Work to complete
Would you please return every line from the listing that contains the word "Resource"?

──────

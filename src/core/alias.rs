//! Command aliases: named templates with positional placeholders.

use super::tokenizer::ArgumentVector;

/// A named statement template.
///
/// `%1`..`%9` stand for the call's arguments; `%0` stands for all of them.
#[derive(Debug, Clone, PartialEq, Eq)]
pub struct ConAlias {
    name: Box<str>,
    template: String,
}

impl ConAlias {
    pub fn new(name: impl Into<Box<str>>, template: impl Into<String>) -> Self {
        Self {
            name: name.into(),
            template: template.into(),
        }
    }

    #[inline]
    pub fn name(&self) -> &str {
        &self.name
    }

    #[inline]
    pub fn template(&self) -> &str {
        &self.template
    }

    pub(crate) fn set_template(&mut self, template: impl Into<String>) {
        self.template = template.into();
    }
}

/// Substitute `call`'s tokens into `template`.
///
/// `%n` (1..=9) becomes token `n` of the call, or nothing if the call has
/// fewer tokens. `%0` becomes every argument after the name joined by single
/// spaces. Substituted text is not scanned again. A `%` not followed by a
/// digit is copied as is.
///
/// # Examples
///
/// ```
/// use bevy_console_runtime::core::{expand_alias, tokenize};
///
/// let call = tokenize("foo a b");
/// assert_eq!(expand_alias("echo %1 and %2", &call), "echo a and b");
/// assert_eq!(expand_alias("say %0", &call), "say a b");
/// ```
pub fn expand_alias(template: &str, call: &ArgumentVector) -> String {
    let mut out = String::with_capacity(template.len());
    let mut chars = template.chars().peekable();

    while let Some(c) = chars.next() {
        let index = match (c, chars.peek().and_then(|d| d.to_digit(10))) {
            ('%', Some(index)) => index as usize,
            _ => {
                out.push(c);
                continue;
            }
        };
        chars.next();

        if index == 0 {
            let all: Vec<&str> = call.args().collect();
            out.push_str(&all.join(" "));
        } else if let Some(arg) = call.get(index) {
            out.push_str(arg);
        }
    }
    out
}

──────

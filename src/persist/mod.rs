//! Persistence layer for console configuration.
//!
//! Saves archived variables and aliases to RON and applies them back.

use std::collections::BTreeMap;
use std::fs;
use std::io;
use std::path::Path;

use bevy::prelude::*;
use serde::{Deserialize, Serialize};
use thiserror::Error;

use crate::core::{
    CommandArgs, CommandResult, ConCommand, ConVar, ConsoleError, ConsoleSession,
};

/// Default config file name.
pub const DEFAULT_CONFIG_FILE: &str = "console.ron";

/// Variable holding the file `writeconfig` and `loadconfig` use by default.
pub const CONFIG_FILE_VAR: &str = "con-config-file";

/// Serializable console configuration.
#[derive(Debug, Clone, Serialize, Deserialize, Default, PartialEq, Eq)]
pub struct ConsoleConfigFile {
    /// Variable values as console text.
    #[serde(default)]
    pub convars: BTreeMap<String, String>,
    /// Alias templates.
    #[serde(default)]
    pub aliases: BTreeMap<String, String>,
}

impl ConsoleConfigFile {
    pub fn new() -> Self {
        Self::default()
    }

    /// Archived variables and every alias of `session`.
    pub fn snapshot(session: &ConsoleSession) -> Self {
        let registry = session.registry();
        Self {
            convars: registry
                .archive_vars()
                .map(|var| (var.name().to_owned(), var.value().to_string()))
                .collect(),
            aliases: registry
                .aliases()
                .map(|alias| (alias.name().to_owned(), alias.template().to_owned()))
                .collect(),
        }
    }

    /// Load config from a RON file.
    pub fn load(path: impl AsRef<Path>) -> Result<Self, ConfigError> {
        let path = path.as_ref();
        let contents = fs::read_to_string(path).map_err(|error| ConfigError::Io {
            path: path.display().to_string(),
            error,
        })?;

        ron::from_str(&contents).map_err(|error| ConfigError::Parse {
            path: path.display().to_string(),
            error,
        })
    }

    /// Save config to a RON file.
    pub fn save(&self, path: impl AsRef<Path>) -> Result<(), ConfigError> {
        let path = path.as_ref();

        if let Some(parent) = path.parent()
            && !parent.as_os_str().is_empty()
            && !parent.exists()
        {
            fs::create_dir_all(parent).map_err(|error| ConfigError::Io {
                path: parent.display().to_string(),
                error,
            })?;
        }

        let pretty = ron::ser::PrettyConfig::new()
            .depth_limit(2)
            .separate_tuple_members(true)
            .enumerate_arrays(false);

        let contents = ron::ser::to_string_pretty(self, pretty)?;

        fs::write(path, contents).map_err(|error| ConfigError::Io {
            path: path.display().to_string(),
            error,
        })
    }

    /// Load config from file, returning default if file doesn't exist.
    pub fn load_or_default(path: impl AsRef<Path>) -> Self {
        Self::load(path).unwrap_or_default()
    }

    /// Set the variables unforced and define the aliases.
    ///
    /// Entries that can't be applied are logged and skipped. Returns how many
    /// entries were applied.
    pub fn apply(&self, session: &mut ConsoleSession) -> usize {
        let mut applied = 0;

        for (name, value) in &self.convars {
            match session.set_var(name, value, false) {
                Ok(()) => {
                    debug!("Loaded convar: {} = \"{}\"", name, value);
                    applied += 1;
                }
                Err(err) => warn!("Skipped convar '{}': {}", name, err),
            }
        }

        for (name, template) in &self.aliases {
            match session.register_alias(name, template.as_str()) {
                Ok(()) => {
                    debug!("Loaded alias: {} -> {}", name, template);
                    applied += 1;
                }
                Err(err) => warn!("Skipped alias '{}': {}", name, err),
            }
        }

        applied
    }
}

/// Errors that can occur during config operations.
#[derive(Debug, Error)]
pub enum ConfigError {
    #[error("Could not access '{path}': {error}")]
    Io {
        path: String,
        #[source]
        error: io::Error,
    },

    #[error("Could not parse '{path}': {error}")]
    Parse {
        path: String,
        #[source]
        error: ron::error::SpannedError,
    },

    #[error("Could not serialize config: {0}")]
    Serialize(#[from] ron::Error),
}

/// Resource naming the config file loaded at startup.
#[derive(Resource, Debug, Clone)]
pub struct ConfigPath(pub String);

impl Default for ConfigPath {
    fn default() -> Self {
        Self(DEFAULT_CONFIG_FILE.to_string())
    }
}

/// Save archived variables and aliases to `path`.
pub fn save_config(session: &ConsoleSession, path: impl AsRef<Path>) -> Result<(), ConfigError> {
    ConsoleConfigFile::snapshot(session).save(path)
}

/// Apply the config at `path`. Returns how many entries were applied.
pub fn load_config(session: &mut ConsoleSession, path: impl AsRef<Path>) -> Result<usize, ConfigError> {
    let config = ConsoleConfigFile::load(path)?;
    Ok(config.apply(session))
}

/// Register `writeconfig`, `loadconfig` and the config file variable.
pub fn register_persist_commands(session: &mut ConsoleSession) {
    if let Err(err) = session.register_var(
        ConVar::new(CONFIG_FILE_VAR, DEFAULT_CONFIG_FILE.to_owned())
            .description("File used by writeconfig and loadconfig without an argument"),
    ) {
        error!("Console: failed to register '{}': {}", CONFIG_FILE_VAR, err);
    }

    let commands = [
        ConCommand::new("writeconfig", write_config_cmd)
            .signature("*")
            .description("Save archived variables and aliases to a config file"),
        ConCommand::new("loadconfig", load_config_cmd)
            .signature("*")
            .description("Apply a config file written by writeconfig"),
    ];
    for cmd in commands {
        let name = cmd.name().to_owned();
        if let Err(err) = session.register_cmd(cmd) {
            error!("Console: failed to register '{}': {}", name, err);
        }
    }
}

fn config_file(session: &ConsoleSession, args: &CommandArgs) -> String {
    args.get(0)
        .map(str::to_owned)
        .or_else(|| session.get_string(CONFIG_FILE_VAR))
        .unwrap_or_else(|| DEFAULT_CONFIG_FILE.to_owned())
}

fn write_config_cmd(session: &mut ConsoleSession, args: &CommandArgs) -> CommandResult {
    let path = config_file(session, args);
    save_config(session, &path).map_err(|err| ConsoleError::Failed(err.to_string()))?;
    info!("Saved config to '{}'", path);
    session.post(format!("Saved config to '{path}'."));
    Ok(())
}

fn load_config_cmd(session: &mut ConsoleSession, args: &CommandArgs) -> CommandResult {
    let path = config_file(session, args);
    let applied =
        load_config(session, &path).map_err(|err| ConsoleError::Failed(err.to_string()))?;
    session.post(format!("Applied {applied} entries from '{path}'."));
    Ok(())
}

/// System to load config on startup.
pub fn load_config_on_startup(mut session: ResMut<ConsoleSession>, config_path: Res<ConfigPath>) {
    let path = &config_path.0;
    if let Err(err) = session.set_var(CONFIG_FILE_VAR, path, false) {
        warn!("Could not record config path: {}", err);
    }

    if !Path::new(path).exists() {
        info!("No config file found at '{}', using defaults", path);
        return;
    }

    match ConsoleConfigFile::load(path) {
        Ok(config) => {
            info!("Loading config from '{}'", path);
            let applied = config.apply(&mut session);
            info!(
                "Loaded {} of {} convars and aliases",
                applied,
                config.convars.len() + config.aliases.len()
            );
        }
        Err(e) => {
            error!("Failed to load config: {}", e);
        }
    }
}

──────

Answer
/// Resource naming the config file loaded at startup.
#[derive(Resource, Debug, Clone)]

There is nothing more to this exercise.